I drive over to the old Herbie’s building. It’s been closed for years. The yellow stucco exterior is grimy, and the teal painted plaster around the arched windows is peeling. The neon sign is no longer there.
It used to be that everything stayed the same. You knew the ages of the kids who lived on your street, you knew the jobs their dads had, the names of their dogs, the cars their parents drove. That was the best time, the purest, when it was still. With no warning, life got to changing, fast. Dads left, dogs died of cancer, kids went to college, whole families moved for new jobs.
Thursdays kept something still for Jonny Kubecka and me senior year of high school. They were our constant. We didn’t hang out much else. He had football and I spent my time with my crew, working on our crappy cars and trying to get laid.
After shop class together on Thursdays, we got in the habit of heading to Herbie’s for lunch. We’d sit in the teal plastic booth and spit miniature wads of paper through our straws at each other, chow down on bacon cheeseburgers or loaded hot dogs, and shoot the shit.
Marcy, a cashier, was a few years older than us, and holy crap, did Jonny have it bad for her. With long, dark cherry hair parted in the middle, and tied loosely at the nape of her neck, a gap between her two front teeth and her arms adorned with luminous bangles, Marcy was a goddess. If Marcy was on, and she usually was, our chances of making it back to school on time took a nose dive.
“I see the way you look at me, Marcy,” Jonny would say.
“I’m way too old for you, kiddo,” was her usual response.

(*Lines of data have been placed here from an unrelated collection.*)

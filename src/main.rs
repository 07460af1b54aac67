mod config;
mod credentials;
mod runner;
mod trial;
mod web;

use std::path::PathBuf;
use std::process::ExitCode;
use std::sync::Arc;

use anyhow::{Context, Result};
use clap::{Parser, Subcommand};
use tracing::info;

use crate::config::Overrides;
use crate::runner::HostRunner;
use crate::trial::{ProjectSelector, TrialRunner};

#[derive(Parser)]
#[command(
    name = "autocheck",
    version,
    about = "Clones, installs, style-checks and tests student projects"
)]
struct Cli {
    /// Config file (default: autocheck.toml, or $AUTOCHECK_CONFIG)
    #[arg(short, long, global = true)]
    config: Option<PathBuf>,

    /// Profile table in the config file to apply
    #[arg(long, global = true)]
    profile: Option<String>,

    /// Verbose logging
    #[arg(short = 'D', long, global = true)]
    debug: bool,

    /// Directory holding one test folder per project
    #[arg(long, global = true)]
    tests_dir: Option<PathBuf>,

    /// Directory in which student repositories are cloned
    #[arg(long, global = true)]
    clone_root: Option<PathBuf>,

    #[command(subcommand)]
    command: Commands,
}

#[derive(Subcommand)]
enum Commands {
    /// Run the web front end
    Serve {
        #[arg(long)]
        host: Option<String>,

        #[arg(short = 'P', long)]
        port: Option<u16>,

        /// Where uploaded credentials files are saved
        #[arg(long)]
        upload_folder: Option<PathBuf>,
    },
    /// Run one trial from the command line
    Trial {
        /// Credentials file naming author and repo
        #[arg(long)]
        credentials: PathBuf,

        /// Project and application, as project:app
        #[arg(long)]
        project: String,

        /// Print the report as JSON instead of the plain log
        #[arg(long)]
        json: bool,
    },
    /// Run cleanup.sh for an earlier trial
    Shutdown {
        /// Clone path reported by the trial
        #[arg(long)]
        clone_path: PathBuf,

        #[arg(long)]
        project: String,
    },
}

impl Cli {
    fn overrides(&self) -> Overrides {
        let mut overrides = Overrides {
            debug: self.debug,
            tests_dir: self.tests_dir.clone(),
            clone_root: self.clone_root.clone(),
            ..Overrides::default()
        };
        if let Commands::Serve {
            host,
            port,
            upload_folder,
        } = &self.command
        {
            overrides.host = host.clone();
            overrides.port = *port;
            overrides.upload_folder = upload_folder.clone();
        }
        overrides
    }
}

#[tokio::main]
async fn main() -> Result<ExitCode> {
    dotenvy::dotenv().ok();

    let cli = Cli::parse();

    let config_path = cli
        .config
        .clone()
        .or_else(|| std::env::var("AUTOCHECK_CONFIG").ok().map(PathBuf::from));
    let config = config::load(
        config_path.as_deref(),
        cli.profile.as_deref(),
        &cli.overrides(),
    )?;

    let directive = if config.debug {
        "autocheck=debug"
    } else {
        "autocheck=info"
    };
    tracing_subscriber::fmt()
        .with_env_filter(
            tracing_subscriber::EnvFilter::from_default_env().add_directive(directive.parse()?),
        )
        .init();

    info!(
        "Tests in {}, clones in {}, style checker '{}'",
        config.trial.tests_dir.display(),
        config.trial.clone_root.display(),
        config.trial.style_checker.join(" ")
    );

    let runner = Arc::new(HostRunner);

    match cli.command {
        Commands::Serve { .. } => {
            web::serve(&config, runner).await?;
            Ok(ExitCode::SUCCESS)
        }
        Commands::Trial {
            credentials,
            project,
            json,
        } => {
            let selector: ProjectSelector = project.parse()?;
            let trials = TrialRunner::new(runner, config.trial.clone());
            let report = trials.run(&credentials, selector).await;

            if json {
                let out = serde_json::to_string_pretty(&report)
                    .context("Failed to serialize trial report")?;
                println!("{}", out);
            } else {
                print!("{}", report.log().render());
                println!("\nStatus: {}", report.status_label());
                if let Some(port) = &report.context.port {
                    println!("Port: {}", port);
                }
                println!("Clone: {}", report.context.clone_path.display());
            }

            Ok(exit_code(report.success))
        }
        Commands::Shutdown {
            clone_path,
            project,
        } => {
            let project = trial::context::check_identifier("project", &project)?;
            let trials = TrialRunner::new(runner, config.trial.clone());
            let report = trials.shutdown(&clone_path, &project).await;
            print!("{}", report.log.render());

            Ok(exit_code(report.success))
        }
    }
}

fn exit_code(success: bool) -> ExitCode {
    if success {
        ExitCode::SUCCESS
    } else {
        ExitCode::FAILURE
    }
}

At our booth, Jonny and I usually got to talking about his favorite topic, and that was the supernatural. Aliens, UFOs, parallel universes, he was into that stuff. It sounded hokey to me, but Jonny had a way about him, made you want to listen.

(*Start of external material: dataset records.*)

//! HTML pages
//!
//! Plain strings; every value that came from a student or a subprocess goes
//! through `escape`.

use crate::trial::{ShutdownReport, TrialReport};

const HEAD: &str = "<!DOCTYPE html>\n<html>\n<head><meta charset=\"utf-8\"><title>Auto-Checker</title></head>\n<body>\n";
const FOOT: &str = "</body>\n</html>\n";

pub fn escape(text: &str) -> String {
    let mut out = String::with_capacity(text.len());
    for c in text.chars() {
        match c {
            '&' => out.push_str("&amp;"),
            '<' => out.push_str("&lt;"),
            '>' => out.push_str("&gt;"),
            '"' => out.push_str("&quot;"),
            '\'' => out.push_str("&#39;"),
            _ => out.push(c),
        }
    }
    out
}

fn page(body: &str) -> String {
    format!("{}{}{}", HEAD, body, FOOT)
}

/// Upload form
pub fn index() -> String {
    page(
        "<h1>Auto-Checker</h1>\n\
         <form action=\"/_upload\" method=\"post\" enctype=\"multipart/form-data\">\n\
         <p><label>Credentials file (.ini) <input type=\"file\" name=\"cfgfile\"></label></p>\n\
         <p><label>Project <input type=\"text\" name=\"project\" placeholder=\"proj0:hello\"></label></p>\n\
         <p><input type=\"submit\" value=\"Check\"></p>\n\
         </form>\n",
    )
}

pub fn trial_results(report: &TrialReport) -> String {
    let ctx = &report.context;
    let port = ctx.port.as_deref().unwrap_or("(none)");
    page(&format!(
        "<h1>Results: {status}</h1>\n\
         <p>Project {project}, application {app}</p>\n\
         <p>Repository {repo}</p>\n\
         <p>Test server port {port}</p>\n\
         <pre>{log}</pre>\n\
         <p><a href=\"/_kill\">Shut down test server</a> | <a href=\"/index\">Check another</a></p>\n",
        status = report.status_label(),
        project = escape(&ctx.project),
        app = escape(&ctx.app),
        repo = escape(&ctx.repo_remote),
        port = escape(port),
        log = escape(&report.log().render()),
    ))
}

pub fn shutdown_results(report: &ShutdownReport) -> String {
    let status = if report.success { "OK" } else { "Errors" };
    page(&format!(
        "<h1>Shutdown: {}</h1>\n<pre>{}</pre>\n<p><a href=\"/index\">Check another</a></p>\n",
        status,
        escape(&report.log.render()),
    ))
}

/// Shown for a rejected request
pub fn error(message: &str) -> String {
    page(&format!(
        "<h1>Request rejected</h1>\n<p>{}</p>\n<p><a href=\"/index\">Back</a></p>\n",
        escape(message)
    ))
}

“It’s impossible that there aren’t aliens. Did I tell you about the sightings in Puerto Rico?”
I step around the shrubs lining the building and look through the window. The cash registers have gone, but the chairs are still there, stacked. Our booth, close to the counter—close to Marcy—remains, as if Jonny might walk in at any moment and dump his backpack on the table before stepping up to order.

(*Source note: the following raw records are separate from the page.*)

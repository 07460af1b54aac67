//! Trial module - the clone/install/check/test pipeline
//!
//! This is the part of auto-checking that does not depend on the web layer:
//! - `context`: per-trial state and the `project:app` selector
//! - `journal`: the structured trial log
//! - `steps`: the step executor and the individual steps
//! - `pipeline`: sequencing and the trial verdict
//! - `port`: port selection for test servers

pub mod context;
pub mod journal;
pub mod pipeline;
pub mod port;
pub mod steps;

// Re-exports for convenience
pub use context::{ProjectSelector, TrialRequestError};
pub use pipeline::{ShutdownReport, StepTimeouts, TrialConfig, TrialReport, TrialRunner};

When the newly retired mayor of our town keeled over from a heart problem, they renamed the park in his honor. When the high school baseball coach was killed in a crash during a flash flood, a plaque was installed at the school stadium. When Jonny Kubecka died, I didn’t even know for a few months. I knew he’d been about to deploy to Afghanistan or Iraq, so when I initially heard, I assumed it was over there. I came to find out he never made it. A few nights before he was due to leave, he got into a drunken altercation with some guy in a Reno club. Jonny took a bottle to the face, fell and smashed his head on the sidewalk, dying right there in the street.
I make my way to the front of the building, to the main door, and peer in, my hand framing my eyes, trying to shield the glare of the reflection. Just inside the foyer, there’s a sunbleached cardboard cut out of a huge hamburger.
“Cole?” I turn to see Erin, who, like me, still lives in our childhood town. She’s holding a bottle of wine in a bag from the liquor store next door.
“I’ve got a case of nostalgia.” I say, “Remember my friend Jonny Kubecka?”
“Should I?”
“He was on the football team, he died some years back.”
“Vaguely.” She scrunches her face. “Was he blond?”
I nod. “Yup.”
In some parallel universe, Jonny’s in the army, enjoying his career. In another, he managed to convince Marcy to go on that date. Maybe in that universe, Marcy isn’t a single mom to a bunch of kids, working her ass off at night school to get her nursing degree after her last loser boyfriend cleared off with her savings.
I come back later when it’s dark. On the side of Herbie’s, facing away from the street, there’s an expanse of the dirty yellow wall. I take out my spray paint aerosol can, the color as close to Herbie’s teal as I could find, and I spray in huge letters: JONNY KUBECKA RIP.